### What to work on
Reproduce the top of the data verbatim, through and including the line that contains "use std::path::PathBuf;".
┌─ Source material
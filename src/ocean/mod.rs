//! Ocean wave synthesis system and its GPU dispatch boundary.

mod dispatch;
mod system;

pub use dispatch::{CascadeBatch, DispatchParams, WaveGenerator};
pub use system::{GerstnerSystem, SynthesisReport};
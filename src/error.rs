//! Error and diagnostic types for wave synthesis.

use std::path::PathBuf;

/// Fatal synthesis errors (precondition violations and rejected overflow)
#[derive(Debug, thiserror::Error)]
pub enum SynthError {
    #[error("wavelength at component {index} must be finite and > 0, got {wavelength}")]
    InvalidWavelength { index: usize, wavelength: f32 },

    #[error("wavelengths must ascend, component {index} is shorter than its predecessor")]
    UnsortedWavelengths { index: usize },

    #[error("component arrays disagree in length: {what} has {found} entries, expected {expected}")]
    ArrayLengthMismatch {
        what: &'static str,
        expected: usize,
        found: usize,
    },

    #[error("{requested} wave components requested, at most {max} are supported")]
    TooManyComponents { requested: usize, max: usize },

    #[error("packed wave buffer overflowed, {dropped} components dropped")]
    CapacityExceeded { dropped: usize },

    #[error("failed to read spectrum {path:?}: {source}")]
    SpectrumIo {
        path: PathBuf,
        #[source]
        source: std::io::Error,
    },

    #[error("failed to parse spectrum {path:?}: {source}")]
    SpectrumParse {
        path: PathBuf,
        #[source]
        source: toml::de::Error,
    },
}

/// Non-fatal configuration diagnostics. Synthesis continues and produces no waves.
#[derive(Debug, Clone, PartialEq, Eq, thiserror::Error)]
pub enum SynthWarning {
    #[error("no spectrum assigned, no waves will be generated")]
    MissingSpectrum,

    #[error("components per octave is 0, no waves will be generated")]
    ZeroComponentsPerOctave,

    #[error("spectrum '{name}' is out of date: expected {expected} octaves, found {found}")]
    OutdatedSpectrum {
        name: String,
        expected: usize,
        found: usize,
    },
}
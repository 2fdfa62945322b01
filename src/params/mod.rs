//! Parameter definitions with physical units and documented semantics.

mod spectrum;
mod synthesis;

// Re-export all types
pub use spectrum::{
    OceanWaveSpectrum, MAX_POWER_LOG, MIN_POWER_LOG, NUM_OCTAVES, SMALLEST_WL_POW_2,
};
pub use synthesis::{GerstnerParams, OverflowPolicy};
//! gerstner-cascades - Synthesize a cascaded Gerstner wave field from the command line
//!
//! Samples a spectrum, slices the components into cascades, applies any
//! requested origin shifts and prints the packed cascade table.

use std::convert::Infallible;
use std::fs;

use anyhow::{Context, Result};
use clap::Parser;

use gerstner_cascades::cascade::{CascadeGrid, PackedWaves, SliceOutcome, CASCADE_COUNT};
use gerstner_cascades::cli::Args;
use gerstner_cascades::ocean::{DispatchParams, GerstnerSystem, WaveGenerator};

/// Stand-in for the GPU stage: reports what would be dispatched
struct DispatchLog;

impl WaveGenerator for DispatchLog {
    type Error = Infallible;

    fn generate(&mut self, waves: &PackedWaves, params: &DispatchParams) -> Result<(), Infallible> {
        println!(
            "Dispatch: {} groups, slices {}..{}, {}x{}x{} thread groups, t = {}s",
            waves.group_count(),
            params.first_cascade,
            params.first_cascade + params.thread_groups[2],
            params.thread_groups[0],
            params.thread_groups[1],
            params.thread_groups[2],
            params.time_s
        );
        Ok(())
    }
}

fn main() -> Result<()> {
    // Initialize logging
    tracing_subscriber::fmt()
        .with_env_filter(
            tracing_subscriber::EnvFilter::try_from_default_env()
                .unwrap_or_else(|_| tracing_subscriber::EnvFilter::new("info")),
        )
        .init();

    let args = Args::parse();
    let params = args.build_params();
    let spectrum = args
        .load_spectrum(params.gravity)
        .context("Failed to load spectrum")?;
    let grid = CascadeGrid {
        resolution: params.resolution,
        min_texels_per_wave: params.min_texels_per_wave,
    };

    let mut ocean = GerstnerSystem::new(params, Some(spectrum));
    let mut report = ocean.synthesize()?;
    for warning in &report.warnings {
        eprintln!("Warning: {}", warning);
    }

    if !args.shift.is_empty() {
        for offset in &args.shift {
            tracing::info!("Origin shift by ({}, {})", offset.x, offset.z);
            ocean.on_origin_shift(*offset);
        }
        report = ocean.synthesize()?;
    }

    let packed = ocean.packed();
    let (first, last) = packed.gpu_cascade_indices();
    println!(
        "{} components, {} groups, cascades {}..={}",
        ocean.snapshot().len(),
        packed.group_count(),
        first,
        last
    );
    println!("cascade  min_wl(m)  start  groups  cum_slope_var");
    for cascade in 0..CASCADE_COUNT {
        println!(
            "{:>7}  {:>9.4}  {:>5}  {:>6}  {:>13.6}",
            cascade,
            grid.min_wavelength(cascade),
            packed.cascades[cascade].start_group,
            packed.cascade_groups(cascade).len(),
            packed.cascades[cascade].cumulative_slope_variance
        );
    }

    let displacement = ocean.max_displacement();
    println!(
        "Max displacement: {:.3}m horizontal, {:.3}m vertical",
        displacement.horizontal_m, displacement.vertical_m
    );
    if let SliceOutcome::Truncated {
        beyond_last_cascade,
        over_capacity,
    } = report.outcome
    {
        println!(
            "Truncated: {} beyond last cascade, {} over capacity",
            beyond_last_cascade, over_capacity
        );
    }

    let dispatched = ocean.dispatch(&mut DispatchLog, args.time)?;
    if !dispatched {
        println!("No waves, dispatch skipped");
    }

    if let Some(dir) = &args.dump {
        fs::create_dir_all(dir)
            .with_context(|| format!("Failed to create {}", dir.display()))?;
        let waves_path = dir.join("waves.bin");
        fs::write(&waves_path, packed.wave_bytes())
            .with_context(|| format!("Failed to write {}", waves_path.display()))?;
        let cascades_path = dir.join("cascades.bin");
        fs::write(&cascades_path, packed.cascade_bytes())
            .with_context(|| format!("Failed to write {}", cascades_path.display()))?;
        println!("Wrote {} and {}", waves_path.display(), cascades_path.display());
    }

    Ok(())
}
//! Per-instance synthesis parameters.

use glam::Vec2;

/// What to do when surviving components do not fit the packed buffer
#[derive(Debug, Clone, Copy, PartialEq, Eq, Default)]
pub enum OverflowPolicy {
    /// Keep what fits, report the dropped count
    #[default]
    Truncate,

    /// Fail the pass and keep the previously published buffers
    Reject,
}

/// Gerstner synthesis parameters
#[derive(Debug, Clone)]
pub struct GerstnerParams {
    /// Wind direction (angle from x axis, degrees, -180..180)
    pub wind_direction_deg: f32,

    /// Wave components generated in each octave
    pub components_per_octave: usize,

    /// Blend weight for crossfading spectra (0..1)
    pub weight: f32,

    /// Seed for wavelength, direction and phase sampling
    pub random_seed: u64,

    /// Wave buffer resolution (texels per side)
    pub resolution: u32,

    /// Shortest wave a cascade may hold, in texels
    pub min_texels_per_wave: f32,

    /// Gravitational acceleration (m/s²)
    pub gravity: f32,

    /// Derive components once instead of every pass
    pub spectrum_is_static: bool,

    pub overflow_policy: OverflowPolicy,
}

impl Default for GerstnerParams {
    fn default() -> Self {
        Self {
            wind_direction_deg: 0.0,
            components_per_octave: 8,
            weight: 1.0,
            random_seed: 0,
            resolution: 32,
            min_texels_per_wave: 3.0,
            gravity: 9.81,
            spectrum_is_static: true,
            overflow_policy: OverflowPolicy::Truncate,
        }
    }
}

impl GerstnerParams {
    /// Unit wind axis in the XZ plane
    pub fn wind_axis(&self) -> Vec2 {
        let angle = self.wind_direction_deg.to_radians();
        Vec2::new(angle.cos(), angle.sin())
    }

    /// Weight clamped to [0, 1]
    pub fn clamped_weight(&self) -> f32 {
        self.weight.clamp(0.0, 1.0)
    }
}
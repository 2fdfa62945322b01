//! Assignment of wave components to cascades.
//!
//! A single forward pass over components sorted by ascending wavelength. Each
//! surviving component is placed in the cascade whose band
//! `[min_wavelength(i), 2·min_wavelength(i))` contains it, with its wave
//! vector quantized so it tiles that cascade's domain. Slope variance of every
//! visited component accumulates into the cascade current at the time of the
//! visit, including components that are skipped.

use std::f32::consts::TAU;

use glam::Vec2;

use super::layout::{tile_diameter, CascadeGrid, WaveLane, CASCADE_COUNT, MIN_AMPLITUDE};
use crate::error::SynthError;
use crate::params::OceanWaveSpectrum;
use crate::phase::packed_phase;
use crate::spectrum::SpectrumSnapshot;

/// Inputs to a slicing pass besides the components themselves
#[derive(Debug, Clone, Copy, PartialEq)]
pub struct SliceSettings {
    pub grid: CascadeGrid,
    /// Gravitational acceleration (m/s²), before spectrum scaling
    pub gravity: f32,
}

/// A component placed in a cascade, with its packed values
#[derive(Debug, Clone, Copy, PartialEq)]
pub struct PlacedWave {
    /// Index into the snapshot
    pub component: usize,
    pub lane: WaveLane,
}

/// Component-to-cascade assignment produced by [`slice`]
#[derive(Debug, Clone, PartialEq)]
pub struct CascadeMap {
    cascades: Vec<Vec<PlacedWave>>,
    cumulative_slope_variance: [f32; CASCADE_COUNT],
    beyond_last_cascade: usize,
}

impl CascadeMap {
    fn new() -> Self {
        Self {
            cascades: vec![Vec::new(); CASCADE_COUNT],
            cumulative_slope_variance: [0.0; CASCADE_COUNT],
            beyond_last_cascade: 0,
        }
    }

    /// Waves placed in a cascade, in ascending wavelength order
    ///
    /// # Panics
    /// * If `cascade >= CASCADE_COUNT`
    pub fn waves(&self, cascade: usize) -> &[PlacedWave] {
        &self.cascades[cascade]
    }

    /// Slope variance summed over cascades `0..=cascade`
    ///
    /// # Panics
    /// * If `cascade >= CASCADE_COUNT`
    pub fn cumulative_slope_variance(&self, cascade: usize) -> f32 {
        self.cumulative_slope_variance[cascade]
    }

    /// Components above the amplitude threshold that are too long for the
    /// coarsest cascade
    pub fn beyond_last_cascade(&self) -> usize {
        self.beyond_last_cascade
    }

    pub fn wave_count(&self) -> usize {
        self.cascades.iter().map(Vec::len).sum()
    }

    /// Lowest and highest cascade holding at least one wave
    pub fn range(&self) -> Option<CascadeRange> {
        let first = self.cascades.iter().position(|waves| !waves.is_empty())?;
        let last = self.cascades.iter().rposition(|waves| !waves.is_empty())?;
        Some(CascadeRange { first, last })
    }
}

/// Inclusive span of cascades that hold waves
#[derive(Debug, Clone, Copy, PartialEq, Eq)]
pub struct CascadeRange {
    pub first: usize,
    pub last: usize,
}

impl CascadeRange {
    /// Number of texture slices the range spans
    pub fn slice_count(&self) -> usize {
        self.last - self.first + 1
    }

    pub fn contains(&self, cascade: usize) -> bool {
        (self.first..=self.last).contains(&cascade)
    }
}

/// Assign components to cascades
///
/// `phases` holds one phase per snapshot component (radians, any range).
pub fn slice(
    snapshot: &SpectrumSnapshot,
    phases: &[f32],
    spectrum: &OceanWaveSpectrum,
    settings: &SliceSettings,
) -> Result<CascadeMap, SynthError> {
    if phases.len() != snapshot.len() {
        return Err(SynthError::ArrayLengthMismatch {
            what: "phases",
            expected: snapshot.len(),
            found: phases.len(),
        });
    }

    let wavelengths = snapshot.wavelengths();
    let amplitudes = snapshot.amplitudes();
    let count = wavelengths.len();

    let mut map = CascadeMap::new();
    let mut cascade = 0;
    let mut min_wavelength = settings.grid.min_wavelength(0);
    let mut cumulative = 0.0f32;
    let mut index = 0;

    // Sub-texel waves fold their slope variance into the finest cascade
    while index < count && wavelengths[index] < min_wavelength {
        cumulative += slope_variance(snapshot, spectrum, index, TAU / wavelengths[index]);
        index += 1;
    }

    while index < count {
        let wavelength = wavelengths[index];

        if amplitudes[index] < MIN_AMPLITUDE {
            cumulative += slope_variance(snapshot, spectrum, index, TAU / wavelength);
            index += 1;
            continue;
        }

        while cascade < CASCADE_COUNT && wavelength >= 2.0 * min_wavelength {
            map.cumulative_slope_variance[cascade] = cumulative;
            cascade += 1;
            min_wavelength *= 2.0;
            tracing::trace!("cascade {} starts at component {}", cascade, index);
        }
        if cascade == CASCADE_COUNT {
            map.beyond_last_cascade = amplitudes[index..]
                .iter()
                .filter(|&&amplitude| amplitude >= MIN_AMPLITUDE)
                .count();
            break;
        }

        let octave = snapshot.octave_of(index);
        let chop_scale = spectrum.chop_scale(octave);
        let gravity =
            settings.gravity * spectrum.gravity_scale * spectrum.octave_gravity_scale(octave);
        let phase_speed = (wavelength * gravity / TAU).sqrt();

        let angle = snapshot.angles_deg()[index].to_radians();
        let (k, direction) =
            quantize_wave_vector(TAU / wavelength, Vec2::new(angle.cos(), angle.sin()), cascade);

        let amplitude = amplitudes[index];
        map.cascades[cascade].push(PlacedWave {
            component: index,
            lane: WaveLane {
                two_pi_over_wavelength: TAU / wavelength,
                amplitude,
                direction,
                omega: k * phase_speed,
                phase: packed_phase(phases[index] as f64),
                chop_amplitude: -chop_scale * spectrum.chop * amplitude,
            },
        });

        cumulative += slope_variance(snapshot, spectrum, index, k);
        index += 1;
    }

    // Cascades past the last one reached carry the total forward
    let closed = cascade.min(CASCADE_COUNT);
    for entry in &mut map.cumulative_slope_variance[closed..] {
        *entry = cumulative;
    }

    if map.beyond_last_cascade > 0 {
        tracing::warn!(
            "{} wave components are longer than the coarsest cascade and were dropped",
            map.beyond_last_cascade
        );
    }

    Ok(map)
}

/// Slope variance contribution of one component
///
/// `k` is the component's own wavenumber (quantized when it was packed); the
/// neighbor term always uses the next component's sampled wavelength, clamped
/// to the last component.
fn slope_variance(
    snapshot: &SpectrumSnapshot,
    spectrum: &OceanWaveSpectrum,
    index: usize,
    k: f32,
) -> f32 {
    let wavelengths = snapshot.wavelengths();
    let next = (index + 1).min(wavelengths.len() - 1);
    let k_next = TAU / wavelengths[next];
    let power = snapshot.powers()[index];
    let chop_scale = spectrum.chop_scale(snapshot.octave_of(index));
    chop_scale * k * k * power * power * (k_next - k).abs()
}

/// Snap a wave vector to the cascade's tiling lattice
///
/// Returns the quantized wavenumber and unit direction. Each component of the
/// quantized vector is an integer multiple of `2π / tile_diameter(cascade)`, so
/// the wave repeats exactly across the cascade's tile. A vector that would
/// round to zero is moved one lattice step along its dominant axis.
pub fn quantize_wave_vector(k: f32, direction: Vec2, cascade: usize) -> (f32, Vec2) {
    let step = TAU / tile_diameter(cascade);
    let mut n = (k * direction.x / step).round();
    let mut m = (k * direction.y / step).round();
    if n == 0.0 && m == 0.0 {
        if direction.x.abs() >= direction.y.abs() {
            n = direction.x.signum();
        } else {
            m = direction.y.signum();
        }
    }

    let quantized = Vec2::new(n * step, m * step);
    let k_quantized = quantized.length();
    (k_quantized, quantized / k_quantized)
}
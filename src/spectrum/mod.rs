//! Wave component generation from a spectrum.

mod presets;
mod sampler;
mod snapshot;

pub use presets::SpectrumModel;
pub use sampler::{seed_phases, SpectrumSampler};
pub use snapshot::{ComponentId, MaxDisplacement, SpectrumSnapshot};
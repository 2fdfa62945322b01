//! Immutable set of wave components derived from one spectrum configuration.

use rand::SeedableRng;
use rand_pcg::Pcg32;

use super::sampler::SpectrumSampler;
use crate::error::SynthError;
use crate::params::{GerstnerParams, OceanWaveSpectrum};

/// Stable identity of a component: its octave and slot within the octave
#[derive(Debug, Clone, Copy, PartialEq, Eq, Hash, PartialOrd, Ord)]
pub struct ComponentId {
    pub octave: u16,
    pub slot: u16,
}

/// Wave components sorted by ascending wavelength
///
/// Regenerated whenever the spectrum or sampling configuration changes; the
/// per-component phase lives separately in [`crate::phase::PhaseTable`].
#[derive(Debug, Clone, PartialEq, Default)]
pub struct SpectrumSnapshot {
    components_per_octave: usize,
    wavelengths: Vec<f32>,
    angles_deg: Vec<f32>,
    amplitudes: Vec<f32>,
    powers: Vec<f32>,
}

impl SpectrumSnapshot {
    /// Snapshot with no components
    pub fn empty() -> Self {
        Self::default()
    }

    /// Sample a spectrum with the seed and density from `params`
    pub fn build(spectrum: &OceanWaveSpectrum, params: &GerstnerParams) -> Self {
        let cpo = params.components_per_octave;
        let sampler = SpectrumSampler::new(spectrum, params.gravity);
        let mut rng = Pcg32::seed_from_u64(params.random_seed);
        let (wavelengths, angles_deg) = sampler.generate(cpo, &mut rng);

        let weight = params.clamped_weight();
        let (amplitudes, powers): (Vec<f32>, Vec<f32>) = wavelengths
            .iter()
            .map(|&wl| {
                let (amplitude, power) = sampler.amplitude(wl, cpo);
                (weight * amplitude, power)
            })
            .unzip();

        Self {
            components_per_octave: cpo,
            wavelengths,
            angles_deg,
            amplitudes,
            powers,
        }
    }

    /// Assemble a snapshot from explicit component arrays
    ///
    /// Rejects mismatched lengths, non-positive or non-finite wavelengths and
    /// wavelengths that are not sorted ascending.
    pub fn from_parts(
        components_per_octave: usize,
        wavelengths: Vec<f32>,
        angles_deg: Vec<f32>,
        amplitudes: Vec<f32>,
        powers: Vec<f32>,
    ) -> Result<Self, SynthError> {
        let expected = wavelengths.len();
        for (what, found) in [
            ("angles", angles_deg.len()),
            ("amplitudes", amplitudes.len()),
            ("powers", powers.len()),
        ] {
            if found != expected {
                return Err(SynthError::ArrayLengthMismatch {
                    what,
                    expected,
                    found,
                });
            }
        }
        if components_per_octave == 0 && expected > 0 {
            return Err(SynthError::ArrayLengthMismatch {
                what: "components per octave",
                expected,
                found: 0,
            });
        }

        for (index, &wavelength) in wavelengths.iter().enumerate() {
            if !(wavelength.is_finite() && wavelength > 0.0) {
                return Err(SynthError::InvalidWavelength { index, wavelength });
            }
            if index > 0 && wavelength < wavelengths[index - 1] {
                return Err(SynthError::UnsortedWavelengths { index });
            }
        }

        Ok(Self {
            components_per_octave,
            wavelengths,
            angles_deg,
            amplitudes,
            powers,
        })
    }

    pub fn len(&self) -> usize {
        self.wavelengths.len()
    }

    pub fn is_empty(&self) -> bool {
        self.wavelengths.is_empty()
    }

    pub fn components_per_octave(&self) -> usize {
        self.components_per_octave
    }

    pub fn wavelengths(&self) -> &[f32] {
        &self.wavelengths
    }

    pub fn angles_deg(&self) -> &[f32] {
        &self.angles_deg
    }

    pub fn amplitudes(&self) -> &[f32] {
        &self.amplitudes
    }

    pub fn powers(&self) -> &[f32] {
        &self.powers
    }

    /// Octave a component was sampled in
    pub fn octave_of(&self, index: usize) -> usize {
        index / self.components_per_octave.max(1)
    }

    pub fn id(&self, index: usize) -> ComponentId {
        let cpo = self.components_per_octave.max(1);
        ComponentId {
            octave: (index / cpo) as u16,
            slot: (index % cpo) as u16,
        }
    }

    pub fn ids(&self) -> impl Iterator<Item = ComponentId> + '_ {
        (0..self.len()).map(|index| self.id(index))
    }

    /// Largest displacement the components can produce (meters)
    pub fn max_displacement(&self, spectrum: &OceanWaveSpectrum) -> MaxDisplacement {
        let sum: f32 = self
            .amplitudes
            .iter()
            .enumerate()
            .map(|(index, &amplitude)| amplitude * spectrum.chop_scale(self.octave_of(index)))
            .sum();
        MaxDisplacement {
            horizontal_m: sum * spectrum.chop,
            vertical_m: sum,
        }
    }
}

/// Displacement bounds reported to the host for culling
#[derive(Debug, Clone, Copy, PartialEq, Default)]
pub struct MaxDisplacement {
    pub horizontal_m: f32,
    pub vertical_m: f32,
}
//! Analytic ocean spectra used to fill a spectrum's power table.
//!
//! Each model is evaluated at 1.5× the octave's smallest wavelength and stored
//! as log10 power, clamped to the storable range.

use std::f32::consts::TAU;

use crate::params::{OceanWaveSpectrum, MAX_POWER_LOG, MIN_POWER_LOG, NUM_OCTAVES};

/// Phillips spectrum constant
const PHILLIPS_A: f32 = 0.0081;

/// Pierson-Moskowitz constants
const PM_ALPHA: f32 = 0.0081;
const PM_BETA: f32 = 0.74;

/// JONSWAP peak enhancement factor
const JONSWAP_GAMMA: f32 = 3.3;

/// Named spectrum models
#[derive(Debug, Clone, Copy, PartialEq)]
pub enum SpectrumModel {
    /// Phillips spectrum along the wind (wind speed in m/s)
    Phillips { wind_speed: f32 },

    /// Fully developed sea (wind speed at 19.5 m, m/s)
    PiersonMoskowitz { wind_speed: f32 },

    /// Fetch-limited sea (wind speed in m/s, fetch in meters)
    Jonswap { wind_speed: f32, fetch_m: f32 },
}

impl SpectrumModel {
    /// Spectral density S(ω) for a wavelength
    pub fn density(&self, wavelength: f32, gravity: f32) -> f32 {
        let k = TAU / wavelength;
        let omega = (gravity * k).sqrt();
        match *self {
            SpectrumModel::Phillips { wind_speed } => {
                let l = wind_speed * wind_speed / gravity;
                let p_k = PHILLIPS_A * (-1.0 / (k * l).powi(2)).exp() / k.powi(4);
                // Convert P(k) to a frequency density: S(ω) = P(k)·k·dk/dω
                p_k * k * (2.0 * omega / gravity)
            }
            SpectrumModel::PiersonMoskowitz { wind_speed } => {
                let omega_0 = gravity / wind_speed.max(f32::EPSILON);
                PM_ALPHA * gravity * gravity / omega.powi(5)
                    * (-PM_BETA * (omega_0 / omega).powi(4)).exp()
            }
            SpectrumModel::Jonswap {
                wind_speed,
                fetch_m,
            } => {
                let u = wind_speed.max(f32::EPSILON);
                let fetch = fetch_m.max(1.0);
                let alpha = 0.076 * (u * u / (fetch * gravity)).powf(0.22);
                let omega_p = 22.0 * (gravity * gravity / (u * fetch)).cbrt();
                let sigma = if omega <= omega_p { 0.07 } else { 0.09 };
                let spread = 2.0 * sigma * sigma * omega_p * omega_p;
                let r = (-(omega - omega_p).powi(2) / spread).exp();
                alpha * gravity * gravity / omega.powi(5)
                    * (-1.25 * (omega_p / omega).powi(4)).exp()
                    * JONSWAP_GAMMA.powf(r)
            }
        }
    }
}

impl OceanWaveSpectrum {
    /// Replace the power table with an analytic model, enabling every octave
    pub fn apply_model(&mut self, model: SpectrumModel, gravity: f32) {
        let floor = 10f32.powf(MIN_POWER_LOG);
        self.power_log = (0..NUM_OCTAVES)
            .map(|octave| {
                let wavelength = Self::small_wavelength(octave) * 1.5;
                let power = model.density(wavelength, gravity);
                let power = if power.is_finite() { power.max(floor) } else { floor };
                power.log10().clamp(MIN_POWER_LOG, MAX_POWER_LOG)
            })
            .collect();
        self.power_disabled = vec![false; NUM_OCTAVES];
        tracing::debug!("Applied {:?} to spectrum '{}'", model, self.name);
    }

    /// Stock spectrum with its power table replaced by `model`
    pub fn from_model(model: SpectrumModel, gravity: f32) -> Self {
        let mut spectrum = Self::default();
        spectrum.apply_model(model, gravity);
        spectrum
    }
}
└─
### Task solution
filename src/ocean/mod.rs
//! Ocean wave synthesis system and its GPU dispatch boundary.

mod dispatch;
mod system;

pub use dispatch::{CascadeBatch, DispatchParams, WaveGenerator};
pub use system::{GerstnerSystem, SynthesisReport};
filename src/error.rs
//! Error and diagnostic types for wave synthesis.

use std::path::PathBuf;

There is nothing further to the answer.